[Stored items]
"""

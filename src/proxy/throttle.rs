//! Token-bucket bandwidth throttle.
//!
//! A single [`Throttle`] is created from configuration and shared by every
//! connection, so the configured rate is a global cap on throttled legs.
//! Only one leg of an exchange is throttled: origin to client.

use super::body::ProxyBody;
use futures_util::StreamExt;
use http_body_util::{BodyExt, BodyStream, StreamBody};
use std::io;
use std::sync::{Arc, Mutex};
use std::time::Duration;
use tokio::io::{AsyncRead, AsyncReadExt, AsyncWrite, AsyncWriteExt};
use tokio::time::Instant;

const COPY_BUFFER_SIZE: usize = 16 * 1024;

#[derive(Debug)]
struct Bucket {
    tokens: f64,
    last_refill: Instant,
}

/// Shared rate limiter, in bytes per second.
#[derive(Debug, Clone)]
pub struct Throttle {
    rate: u64,
    bucket: Arc<Mutex<Bucket>>,
}

impl Throttle {
    /// Create a throttle allowing `bytes_per_sec`, with a one second burst.
    pub fn new(bytes_per_sec: u64) -> Self {
        let rate = bytes_per_sec.max(1);
        Self {
            rate,
            bucket: Arc::new(Mutex::new(Bucket {
                tokens: rate as f64,
                last_refill: Instant::now(),
            })),
        }
    }

    /// Create a throttle from a kilobytes-per-second setting; 0 disables it.
    pub fn from_kbps(kbps: u64) -> Option<Self> {
        (kbps > 0).then(|| Self::new(kbps.saturating_mul(1024)))
    }

    /// Configured rate in bytes per second.
    pub fn rate(&self) -> u64 {
        self.rate
    }

    /// Wait until `n` bytes may pass.
    pub async fn consume(&self, n: usize) {
        let mut remaining = n as u64;
        while remaining > 0 {
            let want = remaining.min(self.rate);
            let wait = {
                let mut bucket = self.bucket.lock().unwrap();
                let now = Instant::now();
                let elapsed = now.duration_since(bucket.last_refill).as_secs_f64();
                bucket.tokens = (bucket.tokens + elapsed * self.rate as f64).min(self.rate as f64);
                bucket.last_refill = now;

                if bucket.tokens >= want as f64 {
                    bucket.tokens -= want as f64;
                    remaining -= want;
                    None
                } else {
                    let deficit = want as f64 - bucket.tokens;
                    Some(Duration::from_secs_f64(deficit / self.rate as f64))
                }
            };
            if let Some(wait) = wait {
                tokio::time::sleep(wait).await;
            }
        }
    }
}

/// Copy `reader` into `writer` at the throttle's rate, then shut the writer down.
pub async fn copy_throttled<R, W>(reader: &mut R, writer: &mut W, throttle: &Throttle) -> io::Result<u64>
where
    R: AsyncRead + Unpin + ?Sized,
    W: AsyncWrite + Unpin + ?Sized,
{
    let mut buf = vec![0u8; COPY_BUFFER_SIZE];
    let mut total = 0u64;
    loop {
        let n = reader.read(&mut buf).await?;
        if n == 0 {
            writer.shutdown().await?;
            return Ok(total);
        }
        throttle.consume(n).await;
        writer.write_all(&buf[..n]).await?;
        total += n as u64;
    }
}

/// Pace every data frame of `body` through the throttle.
pub fn throttle_body(body: ProxyBody, throttle: Throttle) -> ProxyBody {
    let frames = BodyStream::new(body).then(move |frame| {
        let throttle = throttle.clone();
        async move {
            if let Ok(frame) = &frame
                && let Some(data) = frame.data_ref()
            {
                throttle.consume(data.len()).await;
            }
            frame
        }
    });
    StreamBody::new(frames).boxed_unsync()
}

#[cfg(test)]
mod tests {
    use super::*;
    use crate::proxy::body::full_body;

    #[test]
    fn test_from_kbps() {
        assert!(Throttle::from_kbps(0).is_none());
        assert_eq!(Throttle::from_kbps(1).unwrap().rate(), 1024);
        assert_eq!(Throttle::from_kbps(100).unwrap().rate(), 102_400);
    }

    #[tokio::test]
    async fn test_burst_passes_immediately() {
        let throttle = Throttle::new(10_000);
        let start = Instant::now();
        throttle.consume(5_000).await;
        assert!(start.elapsed() < Duration::from_millis(100));
    }

    #[tokio::test]
    async fn test_consume_waits_for_refill() {
        let throttle = Throttle::new(1_000);
        throttle.consume(1_000).await;

        let start = Instant::now();
        throttle.consume(200).await;
        assert!(start.elapsed() >= Duration::from_millis(150));
    }

    #[tokio::test]
    async fn test_copy_throttled_copies_everything() {
        let throttle = Throttle::new(1024 * 1024);
        let data = vec![7u8; 40_000];
        let mut reader = &data[..];
        let mut out = Vec::new();

        let copied = copy_throttled(&mut reader, &mut out, &throttle).await.unwrap();
        assert_eq!(copied, 40_000);
        assert_eq!(out, data);
    }

    #[tokio::test]
    async fn test_throttle_body_preserves_bytes() {
        let throttle = Throttle::new(1024 * 1024);
        let body = throttle_body(full_body("hello world"), throttle);
        let collected = body.collect().await.unwrap().to_bytes();
        assert_eq!(&collected[..], b"hello world");
    }
}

"""

Could you output, exactly and with nothing else, the lines from the start of the records through the line containing "use super::body::ProxyBody;"?

filename src/proxy/throttle.rs
//! Token-bucket bandwidth throttle.
//!
//! A single [`Throttle`] is created from configuration and shared by every
//! connection, so the configured rate is a global cap on throttled legs.
//! Only one leg of an exchange is throttled: origin to client.

use super::body::ProxyBody;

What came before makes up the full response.